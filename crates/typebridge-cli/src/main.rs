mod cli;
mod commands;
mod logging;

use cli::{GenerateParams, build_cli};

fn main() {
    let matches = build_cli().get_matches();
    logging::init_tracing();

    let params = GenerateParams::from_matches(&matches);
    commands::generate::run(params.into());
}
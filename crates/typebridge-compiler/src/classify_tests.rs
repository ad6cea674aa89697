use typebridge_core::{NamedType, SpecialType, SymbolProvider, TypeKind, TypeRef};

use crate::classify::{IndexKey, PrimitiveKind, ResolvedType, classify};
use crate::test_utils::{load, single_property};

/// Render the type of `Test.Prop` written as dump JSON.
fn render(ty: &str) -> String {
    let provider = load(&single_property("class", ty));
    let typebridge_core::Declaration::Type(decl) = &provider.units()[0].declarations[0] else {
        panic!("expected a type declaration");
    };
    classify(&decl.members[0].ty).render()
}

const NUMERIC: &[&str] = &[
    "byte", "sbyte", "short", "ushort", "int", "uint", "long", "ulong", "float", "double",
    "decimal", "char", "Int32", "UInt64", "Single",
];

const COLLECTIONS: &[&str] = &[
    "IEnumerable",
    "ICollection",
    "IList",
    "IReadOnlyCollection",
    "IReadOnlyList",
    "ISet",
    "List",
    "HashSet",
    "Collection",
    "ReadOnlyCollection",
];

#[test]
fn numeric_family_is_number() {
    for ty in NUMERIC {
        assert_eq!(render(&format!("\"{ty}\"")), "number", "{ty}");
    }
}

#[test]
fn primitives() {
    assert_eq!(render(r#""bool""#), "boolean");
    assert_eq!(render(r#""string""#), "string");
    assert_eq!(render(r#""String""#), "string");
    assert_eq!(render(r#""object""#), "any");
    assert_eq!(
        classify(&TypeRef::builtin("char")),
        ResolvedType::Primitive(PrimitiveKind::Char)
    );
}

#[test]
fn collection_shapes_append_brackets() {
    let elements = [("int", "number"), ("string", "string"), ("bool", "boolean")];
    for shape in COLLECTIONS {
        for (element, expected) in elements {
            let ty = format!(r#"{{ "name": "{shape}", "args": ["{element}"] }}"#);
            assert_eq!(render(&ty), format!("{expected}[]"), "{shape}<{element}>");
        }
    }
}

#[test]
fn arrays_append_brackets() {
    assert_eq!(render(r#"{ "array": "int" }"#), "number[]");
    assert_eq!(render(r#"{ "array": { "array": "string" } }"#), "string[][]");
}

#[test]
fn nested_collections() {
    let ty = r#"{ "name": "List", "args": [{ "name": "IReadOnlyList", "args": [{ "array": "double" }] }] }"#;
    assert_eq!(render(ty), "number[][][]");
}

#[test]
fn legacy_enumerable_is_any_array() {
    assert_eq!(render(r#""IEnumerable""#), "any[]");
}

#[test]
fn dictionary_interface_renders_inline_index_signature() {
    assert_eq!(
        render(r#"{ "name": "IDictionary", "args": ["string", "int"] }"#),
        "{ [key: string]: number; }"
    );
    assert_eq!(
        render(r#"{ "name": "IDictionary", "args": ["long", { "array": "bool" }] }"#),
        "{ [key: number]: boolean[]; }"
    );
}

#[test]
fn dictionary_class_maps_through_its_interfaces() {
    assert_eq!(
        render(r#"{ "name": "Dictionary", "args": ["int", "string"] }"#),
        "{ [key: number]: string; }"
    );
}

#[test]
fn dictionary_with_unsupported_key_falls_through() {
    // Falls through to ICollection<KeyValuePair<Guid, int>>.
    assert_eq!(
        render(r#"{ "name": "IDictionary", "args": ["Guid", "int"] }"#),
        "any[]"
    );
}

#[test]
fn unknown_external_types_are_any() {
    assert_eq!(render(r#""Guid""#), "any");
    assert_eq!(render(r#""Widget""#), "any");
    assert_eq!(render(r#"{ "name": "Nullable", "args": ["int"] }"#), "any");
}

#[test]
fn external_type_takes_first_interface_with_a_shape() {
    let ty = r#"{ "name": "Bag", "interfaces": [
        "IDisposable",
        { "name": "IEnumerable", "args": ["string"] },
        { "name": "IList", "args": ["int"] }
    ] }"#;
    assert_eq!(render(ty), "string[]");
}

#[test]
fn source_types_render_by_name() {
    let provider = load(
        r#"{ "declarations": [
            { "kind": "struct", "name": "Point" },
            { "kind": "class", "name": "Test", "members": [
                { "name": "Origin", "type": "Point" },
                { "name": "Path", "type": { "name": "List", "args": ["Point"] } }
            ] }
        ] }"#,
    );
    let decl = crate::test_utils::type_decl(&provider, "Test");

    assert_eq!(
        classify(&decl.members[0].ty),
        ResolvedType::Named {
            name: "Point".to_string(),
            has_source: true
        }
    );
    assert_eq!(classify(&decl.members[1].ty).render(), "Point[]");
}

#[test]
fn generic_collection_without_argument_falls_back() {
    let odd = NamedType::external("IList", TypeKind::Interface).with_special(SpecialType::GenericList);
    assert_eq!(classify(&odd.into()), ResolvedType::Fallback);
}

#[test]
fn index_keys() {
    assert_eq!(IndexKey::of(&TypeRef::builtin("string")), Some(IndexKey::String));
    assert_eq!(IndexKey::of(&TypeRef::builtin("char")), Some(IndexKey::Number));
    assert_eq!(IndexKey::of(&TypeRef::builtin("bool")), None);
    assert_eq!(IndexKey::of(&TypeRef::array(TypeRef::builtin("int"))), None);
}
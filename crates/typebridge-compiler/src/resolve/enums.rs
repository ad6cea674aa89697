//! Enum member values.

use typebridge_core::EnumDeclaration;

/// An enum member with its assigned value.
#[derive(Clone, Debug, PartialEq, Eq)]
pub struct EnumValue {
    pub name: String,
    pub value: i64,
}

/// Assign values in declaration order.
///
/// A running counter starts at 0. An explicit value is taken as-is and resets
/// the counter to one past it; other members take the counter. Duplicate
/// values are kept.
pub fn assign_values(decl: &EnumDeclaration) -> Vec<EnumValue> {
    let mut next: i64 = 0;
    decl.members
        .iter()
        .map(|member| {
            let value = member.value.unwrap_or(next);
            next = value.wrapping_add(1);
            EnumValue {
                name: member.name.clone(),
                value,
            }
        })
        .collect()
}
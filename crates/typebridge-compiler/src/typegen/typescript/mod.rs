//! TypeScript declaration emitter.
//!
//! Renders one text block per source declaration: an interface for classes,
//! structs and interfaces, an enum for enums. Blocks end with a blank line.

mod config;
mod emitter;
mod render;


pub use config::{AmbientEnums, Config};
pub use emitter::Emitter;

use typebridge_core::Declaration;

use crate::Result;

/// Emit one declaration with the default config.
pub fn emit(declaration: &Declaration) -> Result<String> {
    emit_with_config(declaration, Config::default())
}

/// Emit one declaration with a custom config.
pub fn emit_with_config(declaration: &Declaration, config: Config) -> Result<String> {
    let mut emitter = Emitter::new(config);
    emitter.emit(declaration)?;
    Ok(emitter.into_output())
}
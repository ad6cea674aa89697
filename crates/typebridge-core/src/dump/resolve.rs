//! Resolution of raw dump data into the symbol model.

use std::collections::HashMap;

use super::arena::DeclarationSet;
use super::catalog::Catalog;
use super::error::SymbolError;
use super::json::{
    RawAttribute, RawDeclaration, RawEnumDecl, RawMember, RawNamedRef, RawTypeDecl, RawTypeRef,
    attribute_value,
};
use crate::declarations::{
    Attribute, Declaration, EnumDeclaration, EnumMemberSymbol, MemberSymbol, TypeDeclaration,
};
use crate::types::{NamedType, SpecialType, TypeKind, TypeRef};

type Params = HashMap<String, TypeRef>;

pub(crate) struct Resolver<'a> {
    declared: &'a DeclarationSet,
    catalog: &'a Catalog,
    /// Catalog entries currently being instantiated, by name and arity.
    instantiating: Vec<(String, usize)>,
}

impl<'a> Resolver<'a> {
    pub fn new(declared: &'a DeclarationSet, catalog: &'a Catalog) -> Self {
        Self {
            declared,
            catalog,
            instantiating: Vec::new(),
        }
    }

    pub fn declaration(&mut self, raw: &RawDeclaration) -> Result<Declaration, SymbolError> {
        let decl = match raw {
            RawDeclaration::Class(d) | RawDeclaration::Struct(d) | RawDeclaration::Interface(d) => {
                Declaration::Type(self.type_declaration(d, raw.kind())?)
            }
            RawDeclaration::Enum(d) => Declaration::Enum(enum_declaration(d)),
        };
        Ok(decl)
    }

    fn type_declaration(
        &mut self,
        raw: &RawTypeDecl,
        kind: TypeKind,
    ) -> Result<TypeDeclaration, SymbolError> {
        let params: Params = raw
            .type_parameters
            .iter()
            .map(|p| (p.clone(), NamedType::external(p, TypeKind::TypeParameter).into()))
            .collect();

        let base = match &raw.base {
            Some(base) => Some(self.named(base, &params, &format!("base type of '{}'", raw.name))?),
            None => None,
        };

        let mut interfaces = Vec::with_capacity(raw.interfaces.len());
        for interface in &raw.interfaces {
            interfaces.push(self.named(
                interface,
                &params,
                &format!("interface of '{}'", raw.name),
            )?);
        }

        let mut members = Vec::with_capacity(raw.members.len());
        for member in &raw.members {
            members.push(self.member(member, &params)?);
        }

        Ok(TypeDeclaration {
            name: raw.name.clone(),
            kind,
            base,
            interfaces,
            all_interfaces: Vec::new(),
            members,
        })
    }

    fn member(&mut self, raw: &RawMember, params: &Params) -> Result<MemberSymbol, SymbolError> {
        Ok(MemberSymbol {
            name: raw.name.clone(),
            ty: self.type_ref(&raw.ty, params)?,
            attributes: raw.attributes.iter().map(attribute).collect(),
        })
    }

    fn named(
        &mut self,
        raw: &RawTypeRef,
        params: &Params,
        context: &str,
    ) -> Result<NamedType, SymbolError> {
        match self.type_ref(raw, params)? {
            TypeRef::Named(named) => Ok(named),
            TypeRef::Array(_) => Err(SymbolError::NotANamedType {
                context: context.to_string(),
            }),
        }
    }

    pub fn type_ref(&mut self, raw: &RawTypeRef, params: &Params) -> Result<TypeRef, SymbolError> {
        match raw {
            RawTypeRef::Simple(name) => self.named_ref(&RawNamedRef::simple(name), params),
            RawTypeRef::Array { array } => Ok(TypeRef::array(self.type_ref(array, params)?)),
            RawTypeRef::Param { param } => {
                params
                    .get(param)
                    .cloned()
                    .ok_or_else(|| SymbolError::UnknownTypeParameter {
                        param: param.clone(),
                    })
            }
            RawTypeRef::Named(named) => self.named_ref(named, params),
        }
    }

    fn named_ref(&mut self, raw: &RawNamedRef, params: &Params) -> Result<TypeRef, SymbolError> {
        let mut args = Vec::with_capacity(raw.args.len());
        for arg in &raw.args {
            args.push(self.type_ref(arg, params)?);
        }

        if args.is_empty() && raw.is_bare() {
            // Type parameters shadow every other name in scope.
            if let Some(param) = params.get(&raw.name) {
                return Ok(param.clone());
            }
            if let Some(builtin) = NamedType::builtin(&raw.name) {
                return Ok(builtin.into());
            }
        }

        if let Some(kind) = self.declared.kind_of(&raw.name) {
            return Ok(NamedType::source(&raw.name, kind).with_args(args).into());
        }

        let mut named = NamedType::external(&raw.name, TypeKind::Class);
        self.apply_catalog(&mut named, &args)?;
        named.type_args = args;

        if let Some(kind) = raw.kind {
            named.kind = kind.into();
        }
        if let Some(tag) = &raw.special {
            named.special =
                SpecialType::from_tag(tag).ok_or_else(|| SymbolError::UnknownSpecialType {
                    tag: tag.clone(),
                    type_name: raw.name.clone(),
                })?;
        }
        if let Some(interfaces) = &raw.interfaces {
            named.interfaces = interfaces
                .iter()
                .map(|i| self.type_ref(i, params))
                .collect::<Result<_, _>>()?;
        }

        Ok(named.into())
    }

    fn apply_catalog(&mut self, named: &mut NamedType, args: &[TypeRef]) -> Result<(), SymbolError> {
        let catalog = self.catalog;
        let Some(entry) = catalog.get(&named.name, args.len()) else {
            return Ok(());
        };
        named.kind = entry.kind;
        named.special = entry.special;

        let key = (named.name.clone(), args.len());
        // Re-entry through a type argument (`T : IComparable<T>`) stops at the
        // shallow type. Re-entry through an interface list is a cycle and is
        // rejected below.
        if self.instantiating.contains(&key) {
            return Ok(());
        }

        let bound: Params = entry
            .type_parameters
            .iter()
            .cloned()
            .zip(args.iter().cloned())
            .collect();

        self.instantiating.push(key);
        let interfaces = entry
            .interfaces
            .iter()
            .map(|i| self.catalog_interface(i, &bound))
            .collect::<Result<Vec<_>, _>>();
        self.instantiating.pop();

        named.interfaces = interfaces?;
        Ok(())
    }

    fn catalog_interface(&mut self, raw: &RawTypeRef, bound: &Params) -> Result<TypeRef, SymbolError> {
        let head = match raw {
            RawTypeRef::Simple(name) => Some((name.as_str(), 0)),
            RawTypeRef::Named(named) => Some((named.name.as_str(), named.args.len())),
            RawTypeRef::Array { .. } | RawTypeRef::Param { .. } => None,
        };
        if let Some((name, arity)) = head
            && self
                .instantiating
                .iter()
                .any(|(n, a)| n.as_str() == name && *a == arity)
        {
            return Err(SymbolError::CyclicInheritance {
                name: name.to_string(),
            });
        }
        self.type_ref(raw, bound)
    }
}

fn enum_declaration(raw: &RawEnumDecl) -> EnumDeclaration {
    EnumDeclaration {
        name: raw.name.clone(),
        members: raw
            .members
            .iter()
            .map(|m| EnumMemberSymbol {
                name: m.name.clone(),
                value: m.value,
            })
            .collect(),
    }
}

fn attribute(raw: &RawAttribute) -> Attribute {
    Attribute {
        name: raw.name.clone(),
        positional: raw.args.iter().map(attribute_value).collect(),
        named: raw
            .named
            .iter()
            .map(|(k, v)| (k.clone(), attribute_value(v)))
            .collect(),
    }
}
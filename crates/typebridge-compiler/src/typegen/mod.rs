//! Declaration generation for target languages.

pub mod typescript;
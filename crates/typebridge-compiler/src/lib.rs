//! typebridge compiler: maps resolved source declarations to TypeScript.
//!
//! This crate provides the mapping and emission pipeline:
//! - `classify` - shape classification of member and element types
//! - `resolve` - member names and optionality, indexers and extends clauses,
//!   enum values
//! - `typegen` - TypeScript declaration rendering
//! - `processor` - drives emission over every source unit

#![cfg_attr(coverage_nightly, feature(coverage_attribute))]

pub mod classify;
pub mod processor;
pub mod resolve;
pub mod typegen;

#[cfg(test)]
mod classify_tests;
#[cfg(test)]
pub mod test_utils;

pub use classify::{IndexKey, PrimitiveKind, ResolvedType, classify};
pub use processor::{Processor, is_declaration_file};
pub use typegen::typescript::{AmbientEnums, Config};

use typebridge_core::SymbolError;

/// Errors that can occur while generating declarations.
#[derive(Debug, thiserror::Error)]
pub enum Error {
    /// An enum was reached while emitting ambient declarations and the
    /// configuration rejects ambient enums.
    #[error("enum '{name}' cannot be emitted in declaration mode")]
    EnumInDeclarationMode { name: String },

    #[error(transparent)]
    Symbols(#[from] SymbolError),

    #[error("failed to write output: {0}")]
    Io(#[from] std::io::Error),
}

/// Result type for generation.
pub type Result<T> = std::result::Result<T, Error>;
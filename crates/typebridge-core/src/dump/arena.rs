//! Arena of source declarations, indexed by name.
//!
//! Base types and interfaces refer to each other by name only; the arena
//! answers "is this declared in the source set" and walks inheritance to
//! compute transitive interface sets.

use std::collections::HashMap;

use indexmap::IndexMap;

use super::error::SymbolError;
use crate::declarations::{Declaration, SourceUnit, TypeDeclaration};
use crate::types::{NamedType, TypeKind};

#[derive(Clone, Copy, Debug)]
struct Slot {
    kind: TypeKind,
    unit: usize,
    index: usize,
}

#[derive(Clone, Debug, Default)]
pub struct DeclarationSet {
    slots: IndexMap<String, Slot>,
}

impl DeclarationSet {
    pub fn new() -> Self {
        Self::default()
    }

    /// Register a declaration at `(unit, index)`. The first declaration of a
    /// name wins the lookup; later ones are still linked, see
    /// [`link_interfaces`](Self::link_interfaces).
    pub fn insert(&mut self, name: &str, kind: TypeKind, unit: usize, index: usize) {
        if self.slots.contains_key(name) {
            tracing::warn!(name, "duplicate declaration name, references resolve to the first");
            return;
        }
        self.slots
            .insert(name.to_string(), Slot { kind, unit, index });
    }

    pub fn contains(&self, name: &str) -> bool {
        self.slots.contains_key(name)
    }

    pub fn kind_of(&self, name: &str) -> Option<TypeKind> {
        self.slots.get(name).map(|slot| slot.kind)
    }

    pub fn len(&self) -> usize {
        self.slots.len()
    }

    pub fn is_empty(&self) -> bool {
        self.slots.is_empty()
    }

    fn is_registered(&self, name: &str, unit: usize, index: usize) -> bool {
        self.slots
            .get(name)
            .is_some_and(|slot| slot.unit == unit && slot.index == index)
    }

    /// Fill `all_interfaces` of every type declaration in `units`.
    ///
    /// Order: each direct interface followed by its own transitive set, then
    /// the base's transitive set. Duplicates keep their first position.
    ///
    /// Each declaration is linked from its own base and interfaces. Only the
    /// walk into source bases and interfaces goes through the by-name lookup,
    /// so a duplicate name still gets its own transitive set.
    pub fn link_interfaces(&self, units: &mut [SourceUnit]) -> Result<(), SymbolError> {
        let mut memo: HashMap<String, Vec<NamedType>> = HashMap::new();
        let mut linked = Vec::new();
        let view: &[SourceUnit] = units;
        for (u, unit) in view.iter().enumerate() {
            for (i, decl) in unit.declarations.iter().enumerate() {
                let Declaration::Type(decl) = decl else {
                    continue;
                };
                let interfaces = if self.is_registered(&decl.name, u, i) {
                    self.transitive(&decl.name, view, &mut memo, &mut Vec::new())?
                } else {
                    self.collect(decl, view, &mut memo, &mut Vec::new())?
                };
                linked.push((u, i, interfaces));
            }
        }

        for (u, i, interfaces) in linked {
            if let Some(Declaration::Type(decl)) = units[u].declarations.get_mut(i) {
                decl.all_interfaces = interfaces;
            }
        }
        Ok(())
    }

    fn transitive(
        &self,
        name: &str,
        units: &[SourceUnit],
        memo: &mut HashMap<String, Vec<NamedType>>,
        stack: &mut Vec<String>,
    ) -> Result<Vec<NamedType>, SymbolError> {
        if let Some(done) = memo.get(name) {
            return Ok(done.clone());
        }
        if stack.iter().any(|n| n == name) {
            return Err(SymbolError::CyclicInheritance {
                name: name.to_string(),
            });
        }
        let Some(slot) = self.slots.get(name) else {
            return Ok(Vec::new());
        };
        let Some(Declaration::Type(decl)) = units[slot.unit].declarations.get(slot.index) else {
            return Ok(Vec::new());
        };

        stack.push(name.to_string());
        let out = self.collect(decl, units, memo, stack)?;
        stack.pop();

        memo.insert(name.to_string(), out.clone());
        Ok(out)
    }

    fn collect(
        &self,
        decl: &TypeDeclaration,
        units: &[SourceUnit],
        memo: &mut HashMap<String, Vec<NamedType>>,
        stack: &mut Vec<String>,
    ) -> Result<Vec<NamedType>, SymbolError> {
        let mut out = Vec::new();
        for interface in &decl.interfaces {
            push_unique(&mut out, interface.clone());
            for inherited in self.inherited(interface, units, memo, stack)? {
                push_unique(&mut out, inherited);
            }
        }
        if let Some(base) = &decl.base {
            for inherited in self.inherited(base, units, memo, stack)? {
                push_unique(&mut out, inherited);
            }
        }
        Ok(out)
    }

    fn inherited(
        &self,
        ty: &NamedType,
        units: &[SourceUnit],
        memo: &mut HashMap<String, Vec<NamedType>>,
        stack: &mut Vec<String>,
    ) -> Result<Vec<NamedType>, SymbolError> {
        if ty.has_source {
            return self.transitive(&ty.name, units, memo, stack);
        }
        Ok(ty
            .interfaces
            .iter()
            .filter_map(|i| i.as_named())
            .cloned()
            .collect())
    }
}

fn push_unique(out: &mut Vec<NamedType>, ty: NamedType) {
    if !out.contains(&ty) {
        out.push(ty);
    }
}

# # #

● **WHAT YOU HAVE TO DO**:
Return every line of the material in which the word "arity" is found.

● **SOLUTION FOR THIS PROBLEM**:
    /// Catalog entries currently being instantiated, by name and arity.
        if let Some((name, arity)) = head
                .any(|(n, a)| n.as_str() == name && *a == arity)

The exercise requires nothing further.